5) For the apo TRPV2 structure, the authors state "Postprocessing yielded a 4.3Å resolution map as estimated by Rmeasure." This method of estimating resolution has not been recommended since 2012 and has been superseded by the "gold-standard" FSC 0.143 protocol as detailed by Henderson (2012) and Scheres (2012). Although it is not explicitly stated for the other structures, it is assumed this method for estimating resolution was also used. The authors should report the resolution of their structures using gold-standard FSC criterion, as recommended by the EM Validation Task Force.

6) In accordance with recommended guidelines for publishing EM structures as outlined by the EM Validation Task Force, the authors are encouraged to deposit their unfiltered half maps, unsharpened final map, and mask(s) used for refinement/resolution estimation to the Electron Microscopy Data Bank (EMDB).

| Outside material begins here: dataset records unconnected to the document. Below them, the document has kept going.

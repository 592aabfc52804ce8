// ========================================================================================
//
//                      GENOTYPE STORE: ONE CALL FILE, INDEXED BY MARKER
//
// ========================================================================================

use crate::shared::files::{FileError, ReaderTextSource, TextSource, compare_names, open_text_source};
use crate::types::MarkerRecord;
use ahash::AHashMap;
use log::debug;
use std::io::BufRead;
use std::path::Path;
use thiserror::Error;

/// Number of tab-separated fields a record must carry: id, chromosome, position, call.
pub const REQUIRED_FIELDS: usize = 4;

#[derive(Debug, Error)]
pub enum StoreError {
    #[error(transparent)]
    File(#[from] FileError),
    #[error("malformed record in {source_label} at line {line}: {message}")]
    MalformedRecord {
        source_label: String,
        line: usize,
        message: String,
    },
}

/// Parsing knobs for call files.
#[derive(Clone, Debug, PartialEq, Eq)]
pub struct LoadOptions {
    /// Lines starting with this prefix are header or metadata and are skipped.
    /// An empty prefix means the source has no comment lines.
    pub comment_prefix: String,
}

impl Default for LoadOptions {
    fn default() -> Self {
        Self {
            comment_prefix: "#".to_string(),
        }
    }
}

/// All marker records parsed from a single source. Immutable after load.
#[derive(Clone, Debug)]
pub struct GenotypeStore {
    source: String,
    records: AHashMap<String, MarkerRecord>,
}

impl PartialEq for GenotypeStore {
    fn eq(&self, other: &Self) -> bool {
        self.source == other.source && *self.records == *other.records
    }
}

impl Eq for GenotypeStore {}

impl GenotypeStore {
    /// Loads a call file from disk. Files ending in `.gz` are decompressed.
    pub fn load(path: &Path, options: &LoadOptions) -> Result<Self, StoreError> {
        let mut source = open_text_source(path)?;
        Self::from_text_source(source.as_mut(), options)
    }

    /// Parses call data from any buffered reader, labelled `source` in the store
    /// and in diagnostics.
    pub fn from_reader<R: BufRead + Send>(
        source: &str,
        reader: R,
        options: &LoadOptions,
    ) -> Result<Self, StoreError> {
        let mut text = ReaderTextSource::new(source, reader);
        Self::from_text_source(&mut text, options)
    }

    pub fn from_text_source(
        text: &mut dyn TextSource,
        options: &LoadOptions,
    ) -> Result<Self, StoreError> {
        let source_label = text.label().to_string();
        let mut records = AHashMap::new();
        let mut line_number = 0usize;
        let mut comment_lines = 0usize;
        let mut duplicates = 0usize;

        while let Some(raw_line) = text.next_line()? {
            line_number += 1;
            let line = std::str::from_utf8(raw_line).map_err(|err| StoreError::MalformedRecord {
                source_label: source_label.clone(),
                line: line_number,
                message: format!("line is not valid UTF-8: {err}"),
            })?;

            let trimmed = line.trim();
            if trimmed.is_empty() {
                continue;
            }
            if is_comment(trimmed, &options.comment_prefix) {
                comment_lines += 1;
                continue;
            }

            let (marker_id, record) = parse_record(trimmed).map_err(|message| {
                StoreError::MalformedRecord {
                    source_label: source_label.clone(),
                    line: line_number,
                    message,
                }
            })?;

            // Last write wins for repeated marker ids.
            if records.insert(marker_id, record).is_some() {
                duplicates += 1;
            }
        }

        debug!(
            "Parsed {} markers from {source_label} ({comment_lines} comment lines, {duplicates} duplicate ids)",
            records.len()
        );

        Ok(Self {
            source: source_label,
            records,
        })
    }

    /// Builds a store from already-parsed records.
    pub fn from_records(
        source: impl Into<String>,
        records: impl IntoIterator<Item = (String, MarkerRecord)>,
    ) -> Self {
        Self {
            source: source.into(),
            records: records.into_iter().collect(),
        }
    }

    pub fn source(&self) -> &str {
        &self.source
    }

    pub fn get(&self, marker_id: &str) -> Option<&MarkerRecord> {
        self.records.get(marker_id)
    }

    pub fn contains(&self, marker_id: &str) -> bool {
        self.records.contains_key(marker_id)
    }

    pub fn len(&self) -> usize {
        self.records.len()
    }

    pub fn is_empty(&self) -> bool {
        self.records.is_empty()
    }

    pub fn marker_ids(&self) -> impl Iterator<Item = &str> {
        self.records.keys().map(String::as_str)
    }

    pub fn iter(&self) -> impl Iterator<Item = (&str, &MarkerRecord)> {
        self.records.iter().map(|(id, record)| (id.as_str(), record))
    }

    /// Records ordered by marker id (natural order), for stable output.
    pub fn sorted_records(&self) -> Vec<(&str, &MarkerRecord)> {
        let mut sorted: Vec<_> = self.iter().collect();
        sorted.sort_by(|a, b| compare_names(a.0, b.0));
        sorted
    }
}

fn is_comment(line: &str, prefix: &str) -> bool {
    !prefix.is_empty() && line.starts_with(prefix)
}

fn parse_record(line: &str) -> Result<(String, MarkerRecord), String> {
    let mut fields = line.split('\t').map(str::trim);
    let mut next_field = |name: &str, found: usize| {
        fields.next().ok_or_else(|| {
            format!(
                "expected {REQUIRED_FIELDS} tab-separated fields but found {found} (missing {name})"
            )
        })
    };

    let marker_id = next_field("marker id", 0)?;
    let chromosome = next_field("chromosome", 1)?;
    let position_text = next_field("position", 2)?;
    let genotype = next_field("genotype call", 3)?;

    if marker_id.is_empty() {
        return Err("marker id is empty".to_string());
    }

    let position: u64 = position_text
        .parse()
        .map_err(|_| format!("invalid position value: {position_text}"))?;

    Ok((
        marker_id.to_string(),
        MarkerRecord::new(chromosome, position, genotype),
    ))
}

7) Each of the three maps discussed in this manuscript arise from different magnifications. Small errors in the pixel size calibrations for each of these magnifications can lead to an apparent "change in magnification" of the final 3D volume which can introduce small, consistent errors that can make comparisons across magnifications tenuous, especially when the extent of conformational changes, like those discussed in this manuscript, are small (i.e., <2 Å). Additionally, errors in pixel size can also lead to elevated MolProbity clashscores, like those observed for the apo TRPV2 structure, or require non-optimal refinement weights leading to unusually low (or high) bond length RMSDs. The authors are encouraged to verify the pixel size for each magnification, as implemented in Rosetta or other programs.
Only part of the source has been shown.